Figure 2. Hypotheses for why BnAb⁺ B-cells acquire unusually high levels of VDJ mutations during chronic HIV-1 infection.

In a standard (non-tolerance) model (A), GC B cells with no/minimal reactivity to mature Envs (57••,65,66) interact with founder/transmitted Envs and undergo extensive AM, driven by viral escape/Env diversification pressure (21••), which demands difficult structural modifications to achieve both FRW flexibility and Env affinity (67•). Note that as shown, B-cells with “acceptable” (non-tolerizing) polyeractivity prior to entering the GC reaction may be selected for their ability to heteroligate Env (68), but poly-/self-reactivity may also be acquired during AM, as in the CH103-CH106 BnAb lineage (21••). In a model where self-tolerance indirectly impacts excess SHM (52••,57••) (B), B-cells with BnAb reactivity that mimic host antigens are clonally deleted in BM development, creating “holes in the repertoire”. In the absence of competition, weakly cross-reactive clones that already underwent non-Env driven AM can then participate in additional, Env-driven AM. Finally, in a model where self-tolerance directly drives excess SHM (69••)(C), B-cells that acquire both self and BnAb specificity via AM use additional SHM/selection to retain BnAb specificity, while removing tolerizing self-reactivity.
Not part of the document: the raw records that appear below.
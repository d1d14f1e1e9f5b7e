//! Heartbeat: a periodic task runner with failure escalation.
//!
//! Runs as a background Tokio task on a fixed interval. Each tick hands the
//! configured task list to a [`TaskRunner`]. Failures are counted; the tick
//! that brings the consecutive-failure count to `notify_after_failures`
//! enqueues one message for the last user who talked to the assistant. The
//! cadence never changes with failures.

pub mod runner;

use std::sync::atomic::{AtomicU32, Ordering};
use std::sync::{Arc, Mutex};
use std::time::Duration;

use async_trait::async_trait;
use tokio::sync::watch;
use tokio::task::JoinHandle;
use tracing::{debug, error, info, warn};

use crate::config::HeartbeatConfig;
use crate::store::{ChannelRepository, OutboxRepository};

/// Summary a runner returns when there is nothing worth telling the user.
pub const NO_REPLY_MARKER: &str = "[NO_REPLY]";

/// Executes one heartbeat's worth of tasks.
#[async_trait]
pub trait TaskRunner: Send + Sync {
    /// Run `tasks` and return a summary for the user, or
    /// [`NO_REPLY_MARKER`] when there is nothing to report.
    ///
    /// # Errors
    ///
    /// Any error counts as a failed heartbeat.
    async fn run(&self, tasks: &[String]) -> anyhow::Result<String>;
}

/// Outcome of one tick.
#[derive(Debug, Clone, Copy, PartialEq, Eq)]
pub struct HeartbeatRun {
    /// Whether the runner succeeded.
    pub success: bool,
    /// Consecutive failures after this tick.
    pub consecutive_failures: u32,
}

/// Tick cadence and escalation threshold.
#[derive(Debug, Clone, PartialEq, Eq)]
pub struct HeartbeatSettings {
    /// Time between ticks.
    pub interval: Duration,
    /// Consecutive failures that trigger one notification.
    pub notify_after_failures: u32,
    /// Tasks handed to the runner.
    pub tasks: Vec<String>,
}

impl From<&HeartbeatConfig> for HeartbeatSettings {
    fn from(config: &HeartbeatConfig) -> Self {
        Self {
            interval: config.interval(),
            notify_after_failures: config.notify_after_failures,
            tasks: config.tasks.clone(),
        }
    }
}

struct Running {
    shutdown_tx: watch::Sender<bool>,
    handle: JoinHandle<()>,
}

struct HeartbeatShared {
    runner: Arc<dyn TaskRunner>,
    outbox: Arc<dyn OutboxRepository>,
    channels: Arc<dyn ChannelRepository>,
    settings: HeartbeatSettings,
    consecutive_failures: AtomicU32,
    running: Mutex<Option<Running>>,
}

/// Periodic heartbeat. Cheap to clone; clones share one timer and counter.
#[derive(Clone)]
pub struct HeartbeatScheduler {
    shared: Arc<HeartbeatShared>,
}

impl std::fmt::Debug for HeartbeatScheduler {
    fn fmt(&self, f: &mut std::fmt::Formatter<'_>) -> std::fmt::Result {
        f.debug_struct("HeartbeatScheduler")
            .field("settings", &self.shared.settings)
            .field("consecutive_failures", &self.consecutive_failures())
            .finish_non_exhaustive()
    }
}

impl HeartbeatScheduler {
    /// Create a stopped scheduler.
    pub fn new(
        runner: Arc<dyn TaskRunner>,
        outbox: Arc<dyn OutboxRepository>,
        channels: Arc<dyn ChannelRepository>,
        settings: HeartbeatSettings,
    ) -> Self {
        Self {
            shared: Arc::new(HeartbeatShared {
                runner,
                outbox,
                channels,
                settings,
                consecutive_failures: AtomicU32::new(0),
                running: Mutex::new(None),
            }),
        }
    }

    /// Current consecutive-failure count.
    pub fn consecutive_failures(&self) -> u32 {
        self.shared.consecutive_failures.load(Ordering::Relaxed)
    }

    /// Whether the timer is armed.
    pub fn is_running(&self) -> bool {
        self.shared
            .running
            .lock()
            .unwrap_or_else(|e| e.into_inner())
            .is_some()
    }

    /// Arm the repeating timer and run the first tick immediately.
    /// A second call while running is a no-op.
    pub fn start(&self) {
        let mut running = self.shared.running.lock().unwrap_or_else(|e| e.into_inner());
        if running.is_some() {
            debug!("heartbeat already running");
            return;
        }

        let (shutdown_tx, shutdown_rx) = watch::channel(false);
        let scheduler = self.clone();
        let handle = tokio::spawn(async move { scheduler.run_loop(shutdown_rx).await });
        *running = Some(Running {
            shutdown_tx,
            handle,
        });
    }

    /// Cancel the timer. Idempotent; fine to call without `start()`.
    pub fn stop(&self) {
        let running = self
            .shared
            .running
            .lock()
            .unwrap_or_else(|e| e.into_inner())
            .take();
        if let Some(running) = running {
            let _ = running.shutdown_tx.send(true);
            running.handle.abort();
            info!("heartbeat stopped");
        }
    }

    async fn run_loop(self, mut shutdown_rx: watch::Receiver<bool>) {
        let period = self.shared.settings.interval;
        info!(interval_secs = period.as_secs(), "heartbeat started");

        let mut interval = tokio::time::interval(period);
        interval.set_missed_tick_behavior(tokio::time::MissedTickBehavior::Delay);

        loop {
            tokio::select! {
                _ = interval.tick() => {
                    if *shutdown_rx.borrow() {
                        break;
                    }
                    self.run_tick().await;
                }
                result = shutdown_rx.changed() => {
                    if result.is_err() || *shutdown_rx.borrow() {
                        break;
                    }
                }
            }
        }
    }

    /// Execute one tick: run the tasks, update the failure counter, and
    /// enqueue whatever the user should hear about.
    pub async fn run_tick(&self) -> HeartbeatRun {
        let shared = &self.shared;
        match shared.runner.run(&shared.settings.tasks).await {
            Ok(summary) => {
                let previous = shared.consecutive_failures.swap(0, Ordering::Relaxed);
                if previous > 0 {
                    info!(previous_failures = previous, "heartbeat recovered");
                }
                let summary = summary.trim();
                if !summary.is_empty() && summary != NO_REPLY_MARKER {
                    self.notify_last_user(summary).await;
                } else {
                    debug!("heartbeat finished with nothing to report");
                }
                HeartbeatRun {
                    success: true,
                    consecutive_failures: 0,
                }
            }
            Err(e) => {
                let count = shared
                    .consecutive_failures
                    .fetch_add(1, Ordering::Relaxed)
                    .saturating_add(1);
                warn!(consecutive_failures = count, error = %e, "heartbeat failed");
                if count == shared.settings.notify_after_failures {
                    let text = format!(
                        "Heads up: my scheduled checks have failed {count} times in a row. \
                         Last error: {e}"
                    );
                    self.notify_last_user(&text).await;
                }
                HeartbeatRun {
                    success: false,
                    consecutive_failures: count,
                }
            }
        }
    }

    async fn notify_last_user(&self, text: &str) {
        let last = match self.shared.channels.last_channel().await {
            Ok(Some(last)) => last,
            Ok(None) => {
                debug!("no last channel recorded, skipping heartbeat notification");
                return;
            }
            Err(e) => {
                error!(error = %e, "failed to load last channel");
                return;
            }
        };
        match self
            .shared
            .outbox
            .enqueue(&last.channel, &last.user_id, text)
            .await
        {
            Ok(id) => info!(id, channel = %last.channel, "heartbeat notification enqueued"),
            Err(e) => error!(error = %e, "failed to enqueue heartbeat notification"),
        }
    }
}
//! Export endpoints

use axum::{
    extract::State,
    http::header,
    response::{Html, IntoResponse},
};

use crate::error::{ApiError, Result};
use crate::services::render;
use crate::AppState;

/// GET /api/export/deck
///
/// Saves the cards currently on the sheets, in display order.
pub async fn deck(State(state): State<AppState>) -> Result<impl IntoResponse> {
    let session = state.session.lock().await;
    let text = session.export_visible()?;
    let filename = format!("saved_cards_{}.yml", chrono::Local::now().format("%Y-%m-%d"));
    tracing::info!("Exported {} cards to {}", session.visible().len(), filename);

    Ok((
        [
            (header::CONTENT_TYPE, "application/yaml".to_string()),
            (
                header::CONTENT_DISPOSITION,
                format!("attachment; filename=\"{}\"", filename),
            ),
        ],
        text,
    ))
}

/// GET /api/export/document
pub async fn document(State(state): State<AppState>) -> Result<Html<String>> {
    let session = state.session.lock().await;
    if session.sheets().is_empty() {
        return Err(ApiError::Validation("generate cards first".to_string()));
    }
    tracing::info!("Rendered document with {} sheets", session.sheets().len());
    Ok(Html(render::render_document(&session).into_string()))
}
//! Printable HTML rendering of card sheets.
//!
//! Produces one self-contained document with A4 pages, a three column card
//! grid and a page break after every sheet. An external HTML-to-PDF tool
//! turns it into the final print file.

use cardsheet_core::{CardRecord, CardType, ClassRegistry, EditorSession, Sheet, StoredCard};
use maud::{html, Markup, PreEscaped, DOCTYPE};
use serde::Serialize;

const STYLE: &str = r#"
@page { size: A4 portrait; margin: 0; }
body { margin: 0; font-family: Georgia, serif; }
.sheet { width: 210mm; height: 297mm; padding: 8mm; box-sizing: border-box;
  display: grid; grid-template-columns: repeat(3, 1fr); grid-auto-rows: 92mm;
  gap: 3mm; page-break-after: always; break-after: page; }
.card { border: 3mm solid #3a2f2f; border-radius: 3mm; padding: 2mm;
  box-sizing: border-box; overflow: hidden; font-size: 7pt; background: #fff; }
.title { font-size: 10pt; font-weight: bold; text-align: center; }
.badges { text-align: center; }
.badge { display: inline-block; margin: 0 1px; padding: 0 3px; border-radius: 2px;
  background: #3a2f2f; color: #fff; font-size: 6pt; }
.class-line { text-align: center; font-style: italic; margin: 1mm 0; }
.section-label { font-weight: bold; margin-top: 1mm; }
.text { text-align: justify; }
.backing-card { border: none; padding: 0; }
"#;

/// Subtitle line shown under a card's title.
#[derive(Debug, Clone, PartialEq, Eq, Serialize)]
pub struct Subtitle {
    pub heading: String,
    pub detail: String,
}

/// Level label used for spells and the level filter.
pub fn level_label(level: u8) -> String {
    if level == 0 {
        "Cantrip".to_string()
    } else {
        format!("Level {}", level)
    }
}

pub fn card_subtitle(card: &CardRecord) -> Subtitle {
    let text = |key: &str| card.field_text(key).unwrap_or_default();
    let text_or = |key: &str, fallback: &str| {
        card.field_text(key)
            .filter(|s| !s.trim().is_empty())
            .unwrap_or_else(|| fallback.to_string())
    };

    match card.card_type {
        CardType::Spell => Subtitle {
            heading: level_label(card.effective_level()),
            detail: text("school"),
        },
        CardType::Weapon => Subtitle {
            heading: text_or("type", "Weapon"),
            detail: text("damage"),
        },
        CardType::Armor => Subtitle {
            heading: text_or("type", "Armor"),
            detail: format!("AC {}", text("armorClass")),
        },
    }
}

/// Render the session's sheets as a printable document.
pub fn render_document(session: &EditorSession) -> Markup {
    html! {
        (DOCTYPE)
        html {
            head {
                meta charset="utf-8";
                title { "Cards" }
                style { (PreEscaped(STYLE)) }
            }
            body {
                @for sheet in session.sheets() {
                    @match sheet {
                        Sheet::Front { cards } => {
                            div class="sheet" {
                                @for card in cards.iter().filter_map(|id| session.card(*id)) {
                                    (render_card(card, session.registry()))
                                }
                            }
                        }
                        Sheet::Backing { slots, .. } => {
                            (render_backing(*slots, session.layout().backing_image(), session.mirror_backing()))
                        }
                    }
                }
            }
        }
    }
}

/// Render a single card face.
pub fn render_card(card: &StoredCard, registry: &ClassRegistry) -> Markup {
    let record = &card.record;
    let border = cardsheet_core::border_color(record, registry);
    let title = if record.name.trim().is_empty() {
        "Unnamed"
    } else {
        record.name.as_str()
    };
    let subtitle = card_subtitle(record);

    html! {
        div class="card" data-id=(card.id.to_string()) style={ "border-color: " (border) } {
            div class="title" { (title) }
            div class="badges" {
                @for class in &record.classes {
                    span class="badge" { (registry.badge(class)) }
                }
            }
            div class="class-line" {
                strong { (subtitle.heading) }
                " \u{2022} "
                (subtitle.detail)
            }
            @for field in record.card_type.fields() {
                @let value = record.field_text(field.key).unwrap_or_default();
                @if field.long_text {
                    div class="section-label" { (field.label) }
                    div class="text" { (long_text(&value)) }
                } @else if !value.trim().is_empty() {
                    div class="section-label" { (field.label) }
                    div { (value) }
                }
            }
        }
    }
}

fn render_backing(slots: usize, image: Option<&str>, mirror: bool) -> Markup {
    let background = match image {
        Some(url) => format!("background: url(\"{}\") center/cover no-repeat", url),
        None => "background: #f0f0f0".to_string(),
    };

    html! {
        div class="sheet backing-sheet" style=[mirror.then_some("transform: scaleX(-1)")] {
            @for _ in 0..slots {
                div class="card backing-card" style=(background) {}
            }
        }
    }
}

/// Long text with line breaks (real or a literal `\n`) shown as `<br>`.
fn long_text(value: &str) -> Markup {
    let text = value.replace("\\n", "\n");
    html! {
        @for (i, line) in text.split('\n').enumerate() {
            @if i > 0 {
                br;
            }
            (line)
        }
    }
}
Such a process would assume close, but not complete BnAb mimicry of self-epitopes. Thus, the degree of additional selection/SHM would be proportional to how closely a particular BnAb epitope mimics self-antigen(s). Note that these hypotheses are not mutually exclusive: for example, the “tolerance-based” models shown in (B–C) are shown in combination with the “standard” model, depicted in (A).